Do you have a bucket list? I’ve been excavating through my brother’s belongings. He passed away recently. The material remnants of a life left in a couple of duffle bags is a strangely intimate way to catch up and know someone in a way that neither of you ever intended. He lived with a minimal amount of possessions which is a weird kind of achievement given the current popular measure of success being more about material abundance. However he measured himself, it wasn’t through what he owned.
We are approaching the day when we want to lay out some intentions for 2018; quit this, lose that, take up yoga, laugh more, fly somewhere, win the lottery. Resolutions are kind of an annual bucket list in the sense that they are an attempt to define whats important and chart a course that will sail us into health, wealth and happiness, and the things that we don’t want to regret not doing.
How does YOUR bucket list reflect your values?
Looking at his 2015 list, I imagine him forming it in a local coffee shop, the slim moleskin before him, reflecting on some really big disappointments. But that day when he wrote an on point, one page manifesto of what he hoped, he was experiencing a surge of optimism and despite some terrible loss, he saw that anything was possible. Reading between the lines of “doing something environmental,” and “fall in love,” “make someone really happy,” I am proud to see the person that knew he wanted to give and contribute to a better world. He named the BMW motorbike he wanted and that he would like a piece of land and “to find a dog.” There was an odd point of wanting to find 5kg of truffles which is on par with the pot of gold at the end of the rainbow. What stands out to me was that despite living out of a duffel bag, and outside of the box, he wanted to craft a life of integrity. The motorbike and the dog weren’t about owning things but indicated that EXPERIENCES were more important than stuff.
There is the things you want to do and then there is the kind of life you want to live.
He wrote,“to feel the whisper of luck!” I’ve been carrying that magical and poetic statement with me ever since, wondering what it meant to him. I googled it to find if it came from a book or some guru. Couldn’t find anything. My chosen lifestyle is nomadic and unpredictable. I love it and struggle with it. Tell me how cool it is and I will tell you about how it sucks when it is raining and the dog is shedding. Look at me like I am a poorly organized vagabond and I will argue for waking up in unfamiliar places with an unknown amount of beauty and adventure ahead. That’s when I felt it. The whisper of luck, a moment of presence, gratitude and wonder standing on a precipice of time before everything that was yet to come. I had a good coffee in hand and, a full tank of gas and a hopeful looking 4-legged companion waiting patiently.
“the whisper of luck’ = gratitude and a sense of possibility. Everything is going to be ok.

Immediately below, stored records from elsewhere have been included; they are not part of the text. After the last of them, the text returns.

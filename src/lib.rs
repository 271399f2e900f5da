//! This crate implements a term/definition dictionary on top of a Red-Black tree.
//!
//! [`RbTree`] is the ordered index: a Red-Black tree kept in an arena, giving logarithmic insert
//! and lookup and in-order traversal. [`Dictionary`] files [`Term`]/[`Definition`] pairs in it by
//! key and adds the searches a dictionary front end needs: exact lookup, case-insensitive prefix
//! search over keys or values, and reverse lookup by value. Entries may carry a [`Gimmick`], an
//! opaque callback the dictionary stores but never runs.
//!
//! Nothing here deletes entries; a key, once inserted, stays until the dictionary is dropped.
//! The types are `Send` and `Sync` when the gimmick type is, so a dictionary shared between
//! threads can be wrapped in a reader-writer lock.
//!
//! ```rust
//! use rbdict::{Dictionary, Entry, Gimmick};
//! use serde_json::json;
//!
//! let mut dict = Dictionary::new();
//! dict.import([
//!     Entry::new("kucing", "noun", "cat", "animal"),
//!     Entry::new("kuda", "noun", "horse", "animal"),
//!     Entry::new("batu", "noun", "rock", "object")
//!         .with_gimmick(Gimmick::new(|| json!({ "message": "It's a tie!" }))),
//! ]);
//!
//! let hits = dict.prefix_search_key("KU");
//! assert_eq!(hits.iter().map(|h| h.key).collect::<Vec<_>>(), ["kucing", "kuda"]);
//!
//! let rock = &dict.prefix_search_value("rock")[0];
//! assert_eq!(rock.gimmick.map(|g| g.call()["message"].clone()), Some(json!("It's a tie!")));
//! ```

#![deny(missing_docs)]

mod dictionary;
mod entry;
mod error;
mod import;
pub mod tree;

pub use dictionary::{Dictionary, PlainDictionary};
pub use entry::{Definition, Entry, Gimmick, SearchHit, Term};
pub use error::{Error, Result};
pub use import::{ImportPolicy, ImportReport, RawRecord, Rejection};
pub use tree::RbTree;
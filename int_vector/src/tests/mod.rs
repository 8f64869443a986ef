use super::*;
use crossbeam::scope;
use proptest::prelude::*;

#[test]
fn test_new_is_unallocated() {
    let v = IntVector::new();
    assert_eq!(v.len(), 0);
    assert_eq!(v.capacity(), 0);
    assert!(v.is_empty());
    assert_eq!(v.at(0), Err(IntVectorError::IndexOutOfRange { index: 0, len: 0 }));
}

#[test]
fn test_push_pop_copy_walkthrough() {
    let mut v = IntVector::new();
    v.push(1);
    v.push(2);
    v.push(3);
    assert_eq!(v.len(), 3);
    assert_eq!(v.capacity(), 4);
    assert_eq!(v.at(0), Ok(1));
    assert_eq!(v.at(1), Ok(2));
    assert_eq!(v.at(2), Ok(3));

    assert_eq!(v.pop(), Ok(3));
    assert_eq!(v.len(), 2);
    // 2 < 4 / 2 does not hold, so no shrink
    assert_eq!(v.capacity(), 4);

    v.push(3);
    assert_eq!(v.len(), 3);

    let copy = v.clone();
    assert_eq!(copy.len(), 3);
    assert_eq!(copy.as_slice(), &[1, 2, 3]);
    assert_ne!(copy.as_slice().as_ptr(), v.as_slice().as_ptr());
}

#[test]
fn test_grow_doubles_capacity() {
    let mut v = IntVector::new();
    let mut seen = Vec::new();
    for i in 0..9 {
        v.push(i);
        seen.push(v.capacity());
    }
    assert_eq!(seen, vec![1, 2, 4, 4, 8, 8, 8, 8, 16]);
}

#[test]
fn test_pop_shrinks_by_half() {
    let mut v: IntVector = (0..8).collect();
    assert_eq!(v.capacity(), 8);

    let mut caps = Vec::new();
    while let Ok(_) = v.pop() {
        caps.push((v.len(), v.capacity()));
    }
    assert_eq!(
        caps,
        vec![(7, 8), (6, 8), (5, 8), (4, 8), (3, 4), (2, 4), (1, 2), (0, 1)]
    );
    // floor of one slot, ready for the next push
    assert_eq!(v.capacity(), 1);
}

#[test]
fn test_pop_empty_is_out_of_range() {
    let mut v = IntVector::new();
    let err = v.pop().unwrap_err();
    assert_eq!(err, IntVectorError::Empty);
    assert!(err.is_out_of_range());
    assert_eq!(err.to_string(), "cannot pop from an empty vector");
    assert_eq!(v.len(), 0);
    assert_eq!(v.capacity(), 0);
}

#[test]
fn test_at_out_of_range_leaves_state() {
    let v: IntVector = [5, 6].into_iter().collect();
    let err = v.at(2).unwrap_err();
    assert_eq!(err, IntVectorError::IndexOutOfRange { index: 2, len: 2 });
    assert!(err.is_out_of_range());
    assert_eq!(err.to_string(), "index 2 out of range for vector of length 2");
    assert_eq!(v.as_slice(), &[5, 6]);
}

#[test]
fn test_at_ignores_stale_slots() {
    let mut v: IntVector = (0..4).collect();
    v.clear();
    assert!(v.at(0).is_err());
    v.push(42);
    assert_eq!(v.at(0), Ok(42));
    assert!(v.at(1).is_err());
}

#[test]
#[should_panic(expected = "index out of bounds")]
fn test_index_operator_is_checked() {
    let v: IntVector = (1..=3).collect();
    let _ = v[3];
}

#[test]
fn test_get_unchecked() {
    let v: IntVector = (10..13).collect();
    assert_eq!(v[1], 11);
    // SAFETY: 2 < v.len()
    assert_eq!(unsafe { v.get_unchecked(2) }, 12);
}

#[test]
fn test_clear_keeps_capacity() {
    let mut v: IntVector = (0..5).collect();
    let cap = v.capacity();
    v.clear();
    assert_eq!(v.len(), 0);
    assert!(v.is_empty());
    assert_eq!(v.capacity(), cap);

    for i in 0..cap as i32 {
        v.push(i);
    }
    assert_eq!(v.capacity(), cap);
}

#[test]
fn test_clone_is_independent() {
    let mut a: IntVector = (1..=5).collect();
    let mut b = a.clone();
    assert_eq!(a, b);
    assert_eq!(b.capacity(), a.capacity());

    b.push(6);
    b.pop().unwrap();
    b.pop().unwrap();
    assert_eq!(a.as_slice(), &[1, 2, 3, 4, 5]);
    assert_eq!(b.as_slice(), &[1, 2, 3, 4]);

    a.clear();
    a.push(9);
    assert_eq!(b.as_slice(), &[1, 2, 3, 4]);
    assert_eq!(a.as_slice(), &[9]);
}

#[test]
fn test_clone_empty_does_not_allocate() {
    let a = IntVector::new();
    let b = a.clone();
    assert_eq!(b.capacity(), 0);
    assert!(b.is_empty());
}

#[test]
fn test_try_push() {
    let mut v = IntVector::new();
    for i in 0..5 {
        assert!(v.try_push(i).is_ok());
    }
    assert_eq!(v.as_slice(), &[0, 1, 2, 3, 4]);
    assert_eq!(v.capacity(), 8);
}

#[test]
fn test_try_allocate_rejects_oversized_layout() {
    assert!(matches!(
        RawBuffer::try_allocate(usize::MAX),
        Err(IntVectorError::CapacityOverflow)
    ));
    assert!(matches!(
        RawBuffer::try_allocate(isize::MAX as usize / 2),
        Err(IntVectorError::CapacityOverflow)
    ));
    assert_eq!(RawBuffer::try_allocate(0).map(|b| b.capacity()), Ok(0));
}

#[test]
fn test_try_push_overflow_leaves_vector_unchanged() {
    let mut v: IntVector = (1..=4).collect();
    assert_eq!(v.capacity(), 4);

    // doubled capacity does not fit in usize
    let err = v.try_push_with(5, |_| None).unwrap_err();
    assert_eq!(err, IntVectorError::CapacityOverflow);
    assert_eq!(err.to_string(), "capacity overflow");
    assert!(!err.is_out_of_range());
    assert_eq!((v.len(), v.capacity()), (4, 4));
    assert_eq!(v.as_slice(), &[1, 2, 3, 4]);

    // capacity fits in usize but the byte size does not
    let err = v.try_push_with(5, |_| Some(usize::MAX)).unwrap_err();
    assert_eq!(err, IntVectorError::CapacityOverflow);
    assert_eq!((v.len(), v.capacity()), (4, 4));
    assert_eq!(v.as_slice(), &[1, 2, 3, 4]);

    // still usable afterwards
    v.try_push(5).unwrap();
    assert_eq!(v.as_slice(), &[1, 2, 3, 4, 5]);
    assert_eq!(v.capacity(), 8);
}

#[test]
fn test_try_push_skips_growth_when_room_left() {
    let mut v: IntVector = (1..=3).collect();
    assert_eq!(v.capacity(), 4);
    v.try_push_with(4, |_| panic!("must not grow")).unwrap();
    assert_eq!(v.as_slice(), &[1, 2, 3, 4]);
}

#[test]
fn test_extend_follows_growth_rule() {
    let mut v = IntVector::new();
    v.extend([1, 2, 3]);
    assert_eq!(v.capacity(), 4);
    v.extend(vec![4, 5]);
    assert_eq!(v.capacity(), 8);
    assert_eq!(v.len(), 5);
}

#[test]
fn test_iterators() {
    let v: IntVector = [10, 20, 30].into_iter().collect();

    let mut sum = 0;
    for &x in &v {
        sum += x;
    }
    assert_eq!(sum, 60);

    let doubled: Vec<i32> = v.iter().map(|x| x * 2).collect();
    assert_eq!(doubled, vec![20, 40, 60]);
    assert_eq!(format!("{:?}", v), "[10, 20, 30]");
}

#[test]
fn test_equality_ignores_capacity() {
    let mut a: IntVector = (0..8).collect();
    for _ in 0..6 {
        a.pop().unwrap();
    }
    let b: IntVector = (0..2).collect();
    assert_ne!(a.capacity(), b.capacity());
    assert_eq!(a, b);
}

#[test]
fn test_concurrency() {
    let v: IntVector = (0..100).collect();

    scope(|s| {
        s.spawn(|_| {
            let total: i32 = v.iter().sum();
            assert_eq!(total, 4950);
        });
        s.spawn(|_| {
            assert_eq!(v.at(99), Ok(99));
        });
    })
    .unwrap();
}

proptest! {
    #[test]
    fn prop_push_keeps_order(values in prop::collection::vec(any::<i32>(), 0..300)) {
        let mut v = IntVector::new();
        for &x in &values {
            let before = v.capacity();
            let full = v.len() == before;
            v.push(x);
            if full {
                prop_assert_eq!(v.capacity(), if before == 0 { 1 } else { before * 2 });
            } else {
                prop_assert_eq!(v.capacity(), before);
            }
        }
        prop_assert_eq!(v.len(), values.len());
        for (i, &x) in values.iter().enumerate() {
            prop_assert_eq!(v.at(i), Ok(x));
        }
    }

    #[test]
    fn prop_pop_keeps_invariant(len in 0usize..200, pops in 0usize..250) {
        let mut v: IntVector = (0..len as i32).collect();
        for _ in 0..pops {
            let before = v.len();
            match v.pop() {
                Ok(x) => prop_assert_eq!(x, before as i32 - 1),
                Err(e) => {
                    prop_assert_eq!(before, 0);
                    prop_assert_eq!(e, IntVectorError::Empty);
                }
            }
            prop_assert!(v.len() <= v.capacity());
            if !v.is_empty() {
                prop_assert!(v.capacity() >= 1);
            }
        }
        prop_assert_eq!(v.len(), len.saturating_sub(pops));
    }

    #[test]
    fn prop_clone_independent(
        values in prop::collection::vec(any::<i32>(), 1..100),
        extra in any::<i32>(),
    ) {
        let a: IntVector = values.iter().copied().collect();
        let mut b = a.clone();
        b.push(extra);
        b.pop().unwrap();
        b.pop().unwrap();
        prop_assert_eq!(a.as_slice(), values.as_slice());
        prop_assert_eq!(b.as_slice(), &values[..values.len() - 1]);
    }
}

I don’t want to write “preachy” blogs. I do them to practice writing and to share about stuff I think about, no deeper or wiser than anyone else. It is an outlet lest all the thinking starts to smoke, burst into flames and set off alarms. Inspiration is all around us. This one came from my brother. If you hear something you like I am so happy to think that his thoughts live on in the world as part of the collective consciousness. Consider, when you are out walking, or in a local cafe, or stealth camping, (van-dwellers), when you pick up that journal to focus your thoughts on the ever changing manifestos we hope for and write down, that it is an opportunity to “know thyself.”
“Know thyself” from the ancient Greeks…
“An unexamined life is not worth living.” Plato
It is a window to see yourself like it was a window for me to know my brother. Consider the love you want to give and know, and any mindful practice that balances your life as the mattress beneath all else. As my brother’s list allowed me to know him, so will your list of wishes tell you something about who you are.
May you all “hear the whisper of luck.”